Sorry to sound blunt, but that sounds like pure FUD in the actual sense of the term. Why would anyone write a program to allow a device to lie about sensor data?

As Mike mentioned before, there's been no evidence of the high load/unload cycle counts being the true values (are the raw values or the actual number, as watchtower pointed out). Furthermore, nobody has confirmed if the data provided by SMART does/should correspond to the specs in the datasheets. Is SMART counting Intellipark cycles, when the datasheet lists full load/unload cycles?
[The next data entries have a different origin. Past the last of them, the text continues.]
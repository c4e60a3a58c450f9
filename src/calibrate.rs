//! Dataset-level calibration of age acceleration.
//!
//! Raw acceleration (`PhenoAge_raw - Age`) is shifted to zero mean and rescaled to
//! the target standard deviation. Every output row depends on statistics of the
//! whole table, so this runs as two passes: [`CalibrationStats::fit`] over the full
//! column, then [`CalibrationStats::apply`] as a column expression. Clipping to plausible ranges
//! happens only after calibration.

use log::info;
use polars::prelude::{col, lit, AnyValue, DataFrame, Expr, IntoLazy};
use serde::Serialize;

use crate::config::CalibrationTarget;
use crate::error::{PipelineError, Result};
use crate::records::{self, AGE, AGE_ACCEL, PHENO_AGE, PHENO_AGE_RAW};
use crate::stats::{self, ColumnStats};

const STAGE: &str = "calibrate";
const MIN_RECORDS: usize = 2;
const RAW_ACCEL: &str = "AgeAccel_raw";

#[derive(Debug, Clone, Copy, PartialEq, Serialize)]
pub struct CalibrationStats {
    pub mean_offset: f64,
    /// Sample standard deviation of the raw acceleration.
    pub raw_sd: f64,
    pub target_sd: f64,
}

impl CalibrationStats {
    /// A column whose values are all equal has no spread to rescale, even when
    /// rounding in the mean leaves a tiny nonzero standard deviation.
    pub fn fit(raw_accel: &ColumnStats, target: &CalibrationTarget) -> Result<Self> {
        let insufficient = PipelineError::InsufficientRecords {
            found: raw_accel.count,
            required: MIN_RECORDS,
        };
        if raw_accel.count < MIN_RECORDS {
            return Err(insufficient);
        }
        let (Some(mean_offset), Some(raw_sd)) = (raw_accel.mean, raw_accel.sd) else {
            return Err(insufficient);
        };

        let resolution = f64::EPSILON * mean_offset.abs().max(1.0);
        if raw_accel.is_constant() || !raw_sd.is_finite() || raw_sd <= resolution {
            return Err(PipelineError::DegenerateDistribution {
                stage: STAGE,
                column: AGE_ACCEL,
            });
        }
        Ok(Self {
            mean_offset,
            raw_sd,
            target_sd: target.target_sd,
        })
    }

    pub fn scale(&self) -> f64 {
        self.target_sd / self.raw_sd
    }

    pub fn apply(&self, raw_accel: Expr) -> Expr {
        (raw_accel - lit(self.mean_offset)) * lit(self.scale())
    }
}

fn raw_accel() -> Expr {
    col(PHENO_AGE_RAW) - col(AGE)
}

fn clamp(expr: Expr, (lo, hi): (f64, f64)) -> Expr {
    expr.clip(AnyValue::Float64(lo), AnyValue::Float64(hi))
}

/// Appends calibrated `AgeAccel` and `PhenoAge`, each clamped to its configured range.
/// `PhenoAge` is built from the acceleration before it is clamped.
pub fn calibrate(
    df: DataFrame,
    target: &CalibrationTarget,
) -> Result<(DataFrame, CalibrationStats)> {
    let raw = df
        .clone()
        .lazy()
        .select([raw_accel().alias(RAW_ACCEL)])
        .collect()?;
    let calibration = CalibrationStats::fit(&stats::describe(&raw, RAW_ACCEL)?, target)?;
    info!(
        "Calibration: raw mean offset {:.2} years, raw SD {:.2} years, target SD {:.2}",
        calibration.mean_offset, calibration.raw_sd, calibration.target_sd
    );

    let df = df
        .lazy()
        .with_column(calibration.apply(raw_accel()).alias(AGE_ACCEL))
        .with_columns([
            clamp(col(AGE) + col(AGE_ACCEL), target.pheno_age_range).alias(PHENO_AGE),
            clamp(col(AGE_ACCEL), target.age_accel_range).alias(AGE_ACCEL),
        ])
        .collect()?;

    records::ensure_finite(&df, AGE_ACCEL, STAGE)?;
    records::ensure_finite(&df, PHENO_AGE, STAGE)?;
    Ok((df, calibration))
}

#[cfg(test)]
mod tests {
    use super::*;
    use approx::assert_abs_diff_eq;
    use polars::df;
    use polars::prelude::NamedFrom;

    fn frame(ages: &[f64], raw: &[f64]) -> DataFrame {
        df!("Age" => ages, "PhenoAge_raw" => raw).unwrap()
    }

    #[test]
    fn calibrated_acceleration_has_zero_mean_and_target_sd() {
        let ages: Vec<f64> = (0..50).map(|i| 20.0 + i as f64).collect();
        let raw: Vec<f64> = ages
            .iter()
            .enumerate()
            .map(|(i, a)| a + 30.0 + ((i * 7) % 11) as f64 * 1.3)
            .collect();
        let target = CalibrationTarget::default();
        let (df, calibration) = calibrate(frame(&ages, &raw), &target).unwrap();

        let accel = stats::describe(&df, AGE_ACCEL).unwrap();
        assert_abs_diff_eq!(accel.mean.unwrap(), 0.0, epsilon = 1e-9);
        assert_abs_diff_eq!(accel.sd.unwrap(), 6.12, epsilon = 1e-9);
        assert!(calibration.mean_offset > 30.0);

        let accel = records::f64_values(&df, AGE_ACCEL, "test").unwrap();
        let pheno = records::f64_values(&df, PHENO_AGE, "test").unwrap();
        for ((p, a), age) in pheno.iter().zip(&accel).zip(&ages) {
            assert_abs_diff_eq!(*p, age + a, epsilon = 1e-9);
        }
    }

    #[test]
    fn clipping_happens_after_scaling() {
        let target = CalibrationTarget {
            target_sd: 100.0,
            ..CalibrationTarget::default()
        };
        let ages = [50.0, 50.0, 50.0];
        let raw = [40.0, 50.0, 60.0];
        let (df, _) = calibrate(frame(&ages, &raw), &target).unwrap();

        let accel = records::f64_values(&df, AGE_ACCEL, "test").unwrap();
        assert_eq!(accel, vec![-30.0, 0.0, 30.0]);
        let pheno = records::f64_values(&df, PHENO_AGE, "test").unwrap();
        assert_eq!(pheno, vec![15.0, 50.0, 110.0]);
    }

    #[test]
    fn single_record_cannot_be_calibrated() {
        let result = calibrate(frame(&[50.0], &[55.0]), &CalibrationTarget::default());
        assert!(matches!(
            result,
            Err(PipelineError::InsufficientRecords { found: 1, required: 2 })
        ));
    }

    #[test]
    fn zero_spread_is_rejected() {
        let result = calibrate(
            frame(&[40.0, 60.0], &[45.0, 65.0]),
            &CalibrationTarget::default(),
        );
        assert!(matches!(
            result,
            Err(PipelineError::DegenerateDistribution { .. })
        ));
    }

    #[test]
    fn identical_values_with_inexact_mean_are_rejected() {
        // 0.1 has no exact binary form, so the mean of the copies can land one ulp
        // away and leave a standard deviation around 1e-17.
        let raw = df!("x" => &[0.1, 0.1, 0.1]).unwrap();
        let result = CalibrationStats::fit(
            &stats::describe(&raw, "x").unwrap(),
            &CalibrationTarget::default(),
        );
        assert!(matches!(
            result,
            Err(PipelineError::DegenerateDistribution { .. })
        ));

        let result = calibrate(
            frame(&[40.0; 3], &[40.1; 3]),
            &CalibrationTarget::default(),
        );
        assert!(matches!(
            result,
            Err(PipelineError::DegenerateDistribution { .. })
        ));
    }

    #[test]
    fn spread_far_below_the_mean_resolution_is_rejected() {
        let stats = ColumnStats {
            count: 3,
            mean: Some(1.0e6),
            sd: Some(1.0e-12),
            min: Some(1.0e6 - 1.0e-9),
            max: Some(1.0e6 + 1.0e-9),
        };
        assert!(matches!(
            CalibrationStats::fit(&stats, &CalibrationTarget::default()),
            Err(PipelineError::DegenerateDistribution { .. })
        ));
    }
}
As far as I know, WD is the only company with this type of technology (and I believe it's only on the GP drives), so it's not unreasonable to hear about erroneous readings.

If you read the reviews on NewEgg, there's only one "1 egg" review that I could find that wasn't a DOA or early death. My experience is that with decent hardware in proper operating conditions, it'll die within 3 months, or after 3 years. Pretty much every one of the poor reviews on NewEgg fits this category so far (except the one mentioned).


For what it's worth, I've hammered on all 10 of my GP drives in my server a number of times. I found out a few months ago that my 3ware card had a faulty BIOS chip which was causing drives to fall out of the array on restarts. Understandably, this led to several rebuilds in a matter of weeks (each taking over a day) on the eight WD10EACS drives. I also had issues initially with poor quality SATA cables connecting the WD5000AACS drives to the system as well, again, leading to rebuilds of the system RAID1 array. *touch wood* I haven't seen any cause for concern with these drives (SMART data, temperatures, performance), and the only thing I've done with the firmware is enable TLER for all of them.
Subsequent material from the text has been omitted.